Technological Advances are increasing the utility of DR

With many hospitals and imaging facilities in the United States having replaced CR—and, in some cases, film—with DR, the benefits of digital imaging can be more fully realized than ever before. These include improvements in workflow and staff productivity, high image quality, the ability to postprocess images for added information and clinical value, and the implementation of AI and machine learning.

In 2019, DR remains an important primary imaging technology that delivers the information physicians need to make a diagnosis or set a path for continued clinical investigation. Jay Aboujaoude, managing director of the X-ray business unit of Canon Medical Systems USA, says DR is a $2 billion segment and also the largest reimbursed segment in the United States.

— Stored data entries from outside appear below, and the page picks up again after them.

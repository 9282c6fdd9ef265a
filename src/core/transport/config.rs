//! Transport configuration types.

use serde::{Deserialize, Serialize};

/// Transport configuration options.
#[derive(Debug, Clone, Serialize, Deserialize)]
#[serde(tag = "type", rename_all = "lowercase")]
pub enum TransportConfig {
    /// Standard input/output transport (default for MCP).
    #[cfg(feature = "stdio")]
    Stdio,

    /// HTTP transport with JSON-RPC over POST.
    #[cfg(feature = "http")]
    Http(HttpConfig),
}

/// HTTP transport configuration.
#[cfg(feature = "http")]
#[derive(Debug, Clone, Serialize, Deserialize)]
pub struct HttpConfig {
    /// Port number to listen on.
    #[serde(default = "default_port")]
    pub port: u16,

    /// Host address to bind to.
    #[serde(default = "default_host")]
    pub host: String,

    /// Path for JSON-RPC endpoint.
    #[serde(default = "default_rpc_path")]
    pub rpc_path: String,

    /// Enable CORS for browser clients.
    #[serde(default = "default_cors")]
    pub enable_cors: bool,
}

#[cfg(feature = "http")]
fn default_host() -> String {
    "0.0.0.0".to_string()
}

#[cfg(feature = "http")]
fn default_port() -> u16 {
    8000
}

#[cfg(feature = "http")]
fn default_rpc_path() -> String {
    "/mcp".to_string()
}

#[cfg(feature = "http")]
fn default_cors() -> bool {
    true
}

impl Default for TransportConfig {
    fn default() -> Self {
        #[cfg(feature = "stdio")]
        {
            Self::Stdio
        }

        #[cfg(all(not(feature = "stdio"), feature = "http"))]
        {
            Self::Http(HttpConfig::default())
        }

        #[cfg(not(any(feature = "stdio", feature = "http")))]
        {
            compile_error!("At least one transport feature must be enabled: stdio or http");
        }
    }
}

#[cfg(feature = "http")]
impl Default for HttpConfig {
    fn default() -> Self {
        Self {
            port: default_port(),
            host: default_host(),
            rpc_path: default_rpc_path(),
            enable_cors: default_cors(),
        }
    }
}

#[cfg(feature = "http")]
impl HttpConfig {
    /// Read `MCP_HTTP_*` variables on top of the defaults.
    fn from_env() -> Self {
        let port = std::env::var("MCP_HTTP_PORT")
            .ok()
            .and_then(|p| p.parse().ok())
            .unwrap_or_else(default_port);
        let host = std::env::var("MCP_HTTP_HOST").unwrap_or_else(|_| default_host());
        let mut rpc_path = std::env::var("MCP_HTTP_PATH").unwrap_or_else(|_| default_rpc_path());
        if !rpc_path.starts_with('/') {
            rpc_path.insert(0, '/');
        }
        let enable_cors = std::env::var("MCP_HTTP_CORS")
            .map(|v| v.to_lowercase() != "false" && v != "0")
            .unwrap_or(true);
        Self {
            port,
            host,
            rpc_path,
            enable_cors,
        }
    }
}

impl TransportConfig {
    /// Create a STDIO transport config.
    #[cfg(feature = "stdio")]
    pub fn stdio() -> Self {
        Self::Stdio
    }

    /// Create an HTTP transport config.
    #[cfg(feature = "http")]
    pub fn http(port: u16, host: impl Into<String>) -> Self {
        Self::Http(HttpConfig {
            port,
            host: host.into(),
            ..Default::default()
        })
    }

    /// Load transport config from environment variables.
    ///
    /// `MCP_TRANSPORT=http` needs the `http` feature; otherwise the default
    /// transport is used.
    pub fn from_env() -> Self {
        let transport = std::env::var("MCP_TRANSPORT")
            .unwrap_or_default()
            .to_lowercase();

        match transport.as_str() {
            #[cfg(feature = "http")]
            "http" => Self::Http(HttpConfig::from_env()),
            "" | "stdio" => Self::default(),
            other => {
                tracing::warn!(
                    "Unsupported MCP_TRANSPORT '{}', using {}",
                    other,
                    Self::default().description()
                );
                Self::default()
            }
        }
    }

    /// Get a description of this transport for logging.
    pub fn description(&self) -> String {
        match self {
            #[cfg(feature = "stdio")]
            Self::Stdio => "STDIO (standard MCP mode)".to_string(),
            #[cfg(feature = "http")]
            Self::Http(cfg) => format!("HTTP on {}:{}{}", cfg.host, cfg.port, cfg.rpc_path),
        }
    }

    /// Check if this transport is the standard STDIO mode.
    pub fn is_stdio(&self) -> bool {
        #[cfg(feature = "stdio")]
        {
            matches!(self, Self::Stdio)
        }
        #[cfg(not(feature = "stdio"))]
        {
            false
        }
    }
}
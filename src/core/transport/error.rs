//! Transport error types.

use thiserror::Error;

/// Result type for transport operations.
pub type TransportResult<T> = Result<T, TransportError>;

/// Errors that can occur in transport operations.
#[derive(Debug, Error)]
pub enum TransportError {
    /// Failed to bind to address.
    #[error("Failed to bind to {address}: {source}")]
    BindError {
        address: String,
        #[source]
        source: std::io::Error,
    },

    /// Server initialization error.
    #[error("Server initialization error: {0}")]
    InitError(String),

    /// HTTP-specific error.
    #[error("HTTP error: {0}")]
    HttpError(String),

    /// The rmcp service stopped with an error.
    #[error("Service error: {0}")]
    ServiceError(String),
}

impl TransportError {
    /// Create a bind error.
    pub fn bind(address: impl Into<String>, source: std::io::Error) -> Self {
        Self::BindError {
            address: address.into(),
            source,
        }
    }

    /// Create an initialization error.
    pub fn init(msg: impl Into<String>) -> Self {
        Self::InitError(msg.into())
    }

    /// Create an HTTP error.
    pub fn http(msg: impl Into<String>) -> Self {
        Self::HttpError(msg.into())
    }

    /// Create a service error.
    pub fn service(msg: impl Into<String>) -> Self {
        Self::ServiceError(msg.into())
    }
}
//! Knowledge base tools.

use async_trait::async_trait;
use schemars::JsonSchema;
use serde::Deserialize;

use super::common::{DeletionResult, NoParams, require_id, require_text};
use crate::domains::openwebui::models::KnowledgeBase;
use crate::domains::openwebui::{ClientError, Credential, OpenWebUiClient};
use crate::domains::tools::{AdminTool, PermissionTier, ToolEffect, ToolError};

#[derive(Debug, Clone, Deserialize, JsonSchema)]
pub struct KnowledgeIdParams {
    /// ID of the knowledge base.
    pub knowledge_id: String,
}

#[derive(Debug, Clone, Deserialize, JsonSchema)]
pub struct CreateKnowledgeBaseParams {
    /// Name of the knowledge base.
    pub name: String,

    /// Optional description.
    #[serde(default)]
    pub description: Option<String>,
}

pub struct ListKnowledgeBasesTool;

#[async_trait]
impl AdminTool for ListKnowledgeBasesTool {
    const NAME: &'static str = "list_knowledge_bases";
    const DESCRIPTION: &'static str = "List the knowledge bases visible to the caller.";
    const TIER: PermissionTier = PermissionTier::Any;
    const EFFECT: ToolEffect = ToolEffect::Read;

    type Params = NoParams;
    type Output = Vec<KnowledgeBase>;

    async fn call(
        client: &OpenWebUiClient,
        _params: NoParams,
        credential: Option<&Credential>,
    ) -> Result<Vec<KnowledgeBase>, ClientError> {
        client.list_knowledge_bases(credential).await
    }

    fn summarize(bases: &Vec<KnowledgeBase>) -> String {
        format!("Found {} knowledge bases", bases.len())
    }
}

pub struct GetKnowledgeBaseTool;

#[async_trait]
impl AdminTool for GetKnowledgeBaseTool {
    const NAME: &'static str = "get_knowledge_base";
    const DESCRIPTION: &'static str = "Get a knowledge base and the files it contains.";
    const TIER: PermissionTier = PermissionTier::Own;
    const EFFECT: ToolEffect = ToolEffect::Read;

    type Params = KnowledgeIdParams;
    type Output = KnowledgeBase;

    fn validate(params: &KnowledgeIdParams) -> Result<(), ToolError> {
        require_id("knowledge_id", &params.knowledge_id)
    }

    async fn call(
        client: &OpenWebUiClient,
        params: KnowledgeIdParams,
        credential: Option<&Credential>,
    ) -> Result<KnowledgeBase, ClientError> {
        client
            .get_knowledge_base(&params.knowledge_id, credential)
            .await
    }

    fn summarize(base: &KnowledgeBase) -> String {
        format!(
            "Knowledge base '{}' ({}) with {} files",
            base.name,
            base.id,
            base.files.len()
        )
    }
}

pub struct CreateKnowledgeBaseTool;

#[async_trait]
impl AdminTool for CreateKnowledgeBaseTool {
    const NAME: &'static str = "create_knowledge_base";
    const DESCRIPTION: &'static str = "Create an empty knowledge base owned by the caller.";
    const TIER: PermissionTier = PermissionTier::Any;
    const EFFECT: ToolEffect = ToolEffect::Write;

    type Params = CreateKnowledgeBaseParams;
    type Output = KnowledgeBase;

    fn validate(params: &CreateKnowledgeBaseParams) -> Result<(), ToolError> {
        require_text("name", &params.name)
    }

    async fn call(
        client: &OpenWebUiClient,
        params: CreateKnowledgeBaseParams,
        credential: Option<&Credential>,
    ) -> Result<KnowledgeBase, ClientError> {
        let description = params.description.unwrap_or_default();
        client
            .create_knowledge_base(&params.name, &description, credential)
            .await
    }

    fn summarize(base: &KnowledgeBase) -> String {
        format!("Created knowledge base '{}' ({})", base.name, base.id)
    }
}

pub struct DeleteKnowledgeBaseTool;

#[async_trait]
impl AdminTool for DeleteKnowledgeBaseTool {
    const NAME: &'static str = "delete_knowledge_base";
    const DESCRIPTION: &'static str =
        "Delete a knowledge base. Files stay in Open WebUI but are no longer grouped.";
    const TIER: PermissionTier = PermissionTier::Owner;
    const EFFECT: ToolEffect = ToolEffect::Destructive;

    type Params = KnowledgeIdParams;
    type Output = DeletionResult;

    fn validate(params: &KnowledgeIdParams) -> Result<(), ToolError> {
        require_id("knowledge_id", &params.knowledge_id)
    }

    async fn call(
        client: &OpenWebUiClient,
        params: KnowledgeIdParams,
        credential: Option<&Credential>,
    ) -> Result<DeletionResult, ClientError> {
        let deletion = client
            .delete_knowledge_base(&params.knowledge_id, credential)
            .await?;
        Ok(DeletionResult::new(params.knowledge_id, deletion))
    }

    fn summarize(result: &DeletionResult) -> String {
        result.summary("knowledge base")
    }
}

Radiologist Paramjit Chopra, MD, founder of Midwest Institute for Minimally Invasive Therapies, or MIMIT Health, in Melrose Park, Illinois, notes that there is currently a very significant reimbursement penalty of 20% on Medicare claims for imaging exams with screen film X-ray systems.

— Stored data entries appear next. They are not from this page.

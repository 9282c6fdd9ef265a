//! Group management tools.

use async_trait::async_trait;
use schemars::JsonSchema;
use serde::Deserialize;

use super::common::{DeletionResult, NoParams, require_id, require_text};
use crate::domains::openwebui::models::Group;
use crate::domains::openwebui::{ClientError, Credential, OpenWebUiClient};
use crate::domains::tools::{AdminTool, PermissionTier, ToolEffect, ToolError};

// ============================================================================
// Tool Parameters
// ============================================================================

#[derive(Debug, Clone, Deserialize, JsonSchema)]
pub struct GroupIdParams {
    /// ID of the group.
    pub group_id: String,
}

#[derive(Debug, Clone, Deserialize, JsonSchema)]
pub struct CreateGroupParams {
    /// Name of the new group.
    pub name: String,

    /// Optional description.
    #[serde(default)]
    pub description: Option<String>,
}

#[derive(Debug, Clone, Deserialize, JsonSchema)]
pub struct UpdateGroupParams {
    /// ID of the group.
    pub group_id: String,

    /// New name.
    #[serde(default)]
    pub name: Option<String>,

    /// New description.
    #[serde(default)]
    pub description: Option<String>,
}

/// Parameters for membership changes.
#[derive(Debug, Clone, Deserialize, JsonSchema)]
pub struct GroupMemberParams {
    /// ID of the group.
    pub group_id: String,

    /// ID of the user to add or remove.
    pub user_id: String,
}

impl GroupMemberParams {
    fn validate(&self) -> Result<(), ToolError> {
        require_id("group_id", &self.group_id)?;
        require_id("user_id", &self.user_id)
    }
}

fn describe(group: &Group) -> String {
    format!(
        "Group '{}' ({}) with {} members",
        group.name,
        group.id,
        group.user_ids.len()
    )
}

// ============================================================================
// Tool Definitions
// ============================================================================

pub struct ListGroupsTool;

#[async_trait]
impl AdminTool for ListGroupsTool {
    const NAME: &'static str = "list_groups";
    const DESCRIPTION: &'static str = "List all user groups.";
    const TIER: PermissionTier = PermissionTier::Any;
    const EFFECT: ToolEffect = ToolEffect::Read;

    type Params = NoParams;
    type Output = Vec<Group>;

    async fn call(
        client: &OpenWebUiClient,
        _params: NoParams,
        credential: Option<&Credential>,
    ) -> Result<Vec<Group>, ClientError> {
        client.list_groups(credential).await
    }

    fn summarize(groups: &Vec<Group>) -> String {
        format!("Found {} groups", groups.len())
    }
}

pub struct CreateGroupTool;

#[async_trait]
impl AdminTool for CreateGroupTool {
    const NAME: &'static str = "create_group";
    const DESCRIPTION: &'static str =
        "Create a new user group. Groups are used to share models, knowledge bases and tools.";
    const TIER: PermissionTier = PermissionTier::Admin;
    const EFFECT: ToolEffect = ToolEffect::Write;

    type Params = CreateGroupParams;
    type Output = Group;

    fn validate(params: &CreateGroupParams) -> Result<(), ToolError> {
        require_text("name", &params.name)
    }

    async fn call(
        client: &OpenWebUiClient,
        params: CreateGroupParams,
        credential: Option<&Credential>,
    ) -> Result<Group, ClientError> {
        let description = params.description.unwrap_or_default();
        client
            .create_group(&params.name, &description, credential)
            .await
    }

    fn summarize(group: &Group) -> String {
        format!("Created group '{}' ({})", group.name, group.id)
    }
}

pub struct GetGroupTool;

#[async_trait]
impl AdminTool for GetGroupTool {
    const NAME: &'static str = "get_group";
    const DESCRIPTION: &'static str = "Get details of a group, including its member IDs.";
    const TIER: PermissionTier = PermissionTier::Any;
    const EFFECT: ToolEffect = ToolEffect::Read;

    type Params = GroupIdParams;
    type Output = Group;

    fn validate(params: &GroupIdParams) -> Result<(), ToolError> {
        require_id("group_id", &params.group_id)
    }

    async fn call(
        client: &OpenWebUiClient,
        params: GroupIdParams,
        credential: Option<&Credential>,
    ) -> Result<Group, ClientError> {
        client.get_group(&params.group_id, credential).await
    }

    fn summarize(group: &Group) -> String {
        describe(group)
    }
}

pub struct UpdateGroupTool;

#[async_trait]
impl AdminTool for UpdateGroupTool {
    const NAME: &'static str = "update_group";
    const DESCRIPTION: &'static str =
        "Update a group's name and/or description. At least one of them must be given.";
    const TIER: PermissionTier = PermissionTier::Admin;
    const EFFECT: ToolEffect = ToolEffect::Write;

    type Params = UpdateGroupParams;
    type Output = Group;

    fn validate(params: &UpdateGroupParams) -> Result<(), ToolError> {
        require_id("group_id", &params.group_id)?;
        if params.name.is_none() && params.description.is_none() {
            return Err(ToolError::invalid_arguments(
                vec!["name".to_string(), "description".to_string()],
                "at least one field to update is required",
            ));
        }
        if let Some(name) = &params.name {
            require_text("name", name)?;
        }
        Ok(())
    }

    async fn call(
        client: &OpenWebUiClient,
        params: UpdateGroupParams,
        credential: Option<&Credential>,
    ) -> Result<Group, ClientError> {
        client
            .update_group(
                &params.group_id,
                params.name.as_deref(),
                params.description.as_deref(),
                credential,
            )
            .await
    }

    fn summarize(group: &Group) -> String {
        format!("Updated group '{}' ({})", group.name, group.id)
    }
}

pub struct AddUserToGroupTool;

#[async_trait]
impl AdminTool for AddUserToGroupTool {
    const NAME: &'static str = "add_user_to_group";
    const DESCRIPTION: &'static str = "Add a user to a group.";
    const TIER: PermissionTier = PermissionTier::Admin;
    const EFFECT: ToolEffect = ToolEffect::Write;

    type Params = GroupMemberParams;
    type Output = Group;

    fn validate(params: &GroupMemberParams) -> Result<(), ToolError> {
        params.validate()
    }

    async fn call(
        client: &OpenWebUiClient,
        params: GroupMemberParams,
        credential: Option<&Credential>,
    ) -> Result<Group, ClientError> {
        client
            .add_user_to_group(&params.group_id, &params.user_id, credential)
            .await
    }

    fn summarize(group: &Group) -> String {
        describe(group)
    }
}

pub struct RemoveUserFromGroupTool;

#[async_trait]
impl AdminTool for RemoveUserFromGroupTool {
    const NAME: &'static str = "remove_user_from_group";
    const DESCRIPTION: &'static str = "Remove a user from a group.";
    const TIER: PermissionTier = PermissionTier::Admin;
    const EFFECT: ToolEffect = ToolEffect::Write;

    type Params = GroupMemberParams;
    type Output = Group;

    fn validate(params: &GroupMemberParams) -> Result<(), ToolError> {
        params.validate()
    }

    async fn call(
        client: &OpenWebUiClient,
        params: GroupMemberParams,
        credential: Option<&Credential>,
    ) -> Result<Group, ClientError> {
        client
            .remove_user_from_group(&params.group_id, &params.user_id, credential)
            .await
    }

    fn summarize(group: &Group) -> String {
        describe(group)
    }
}

pub struct DeleteGroupTool;

#[async_trait]
impl AdminTool for DeleteGroupTool {
    const NAME: &'static str = "delete_group";
    const DESCRIPTION: &'static str = "Delete a group. Its members keep their accounts.";
    const TIER: PermissionTier = PermissionTier::Admin;
    const EFFECT: ToolEffect = ToolEffect::Destructive;

    type Params = GroupIdParams;
    type Output = DeletionResult;

    fn validate(params: &GroupIdParams) -> Result<(), ToolError> {
        require_id("group_id", &params.group_id)
    }

    async fn call(
        client: &OpenWebUiClient,
        params: GroupIdParams,
        credential: Option<&Credential>,
    ) -> Result<DeletionResult, ClientError> {
        let deletion = client.delete_group(&params.group_id, credential).await?;
        Ok(DeletionResult::new(params.group_id, deletion))
    }

    fn summarize(result: &DeletionResult) -> String {
        result.summary("group")
    }
}

#[cfg(test)]
mod tests {
    use super::*;

    #[test]
    fn test_update_group_needs_a_field() {
        let params = UpdateGroupParams {
            group_id: "g1".to_string(),
            name: None,
            description: None,
        };
        let err = UpdateGroupTool::validate(&params).unwrap_err();
        assert!(err.to_string().contains("at least one field"));

        let params = UpdateGroupParams {
            description: Some("Platform team".to_string()),
            ..params
        };
        assert!(UpdateGroupTool::validate(&params).is_ok());
    }

    #[test]
    fn test_member_params_need_both_ids() {
        let params = GroupMemberParams {
            group_id: "g1".to_string(),
            user_id: "".to_string(),
        };
        let err = AddUserToGroupTool::validate(&params).unwrap_err();
        assert!(err.to_string().contains("user_id"));
    }

    #[test]
    fn test_create_group_rejects_blank_name() {
        let params = CreateGroupParams {
            name: "  ".to_string(),
            description: None,
        };
        assert!(CreateGroupTool::validate(&params).is_err());
    }
}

“A new law has added a 7% reduction for computed radiography exams, which will increase to 10% in 2023,” Chopra says.

“Over the last four years, there has been a huge demand to change to digital imaging, so lots of facilities upgraded or purchased new DR equipment and the DR imaging platform,” Aboujaoude adds. “What a lot of users and facilities are looking for today are good images so the radiologists can see more and have simpler and better image quality.”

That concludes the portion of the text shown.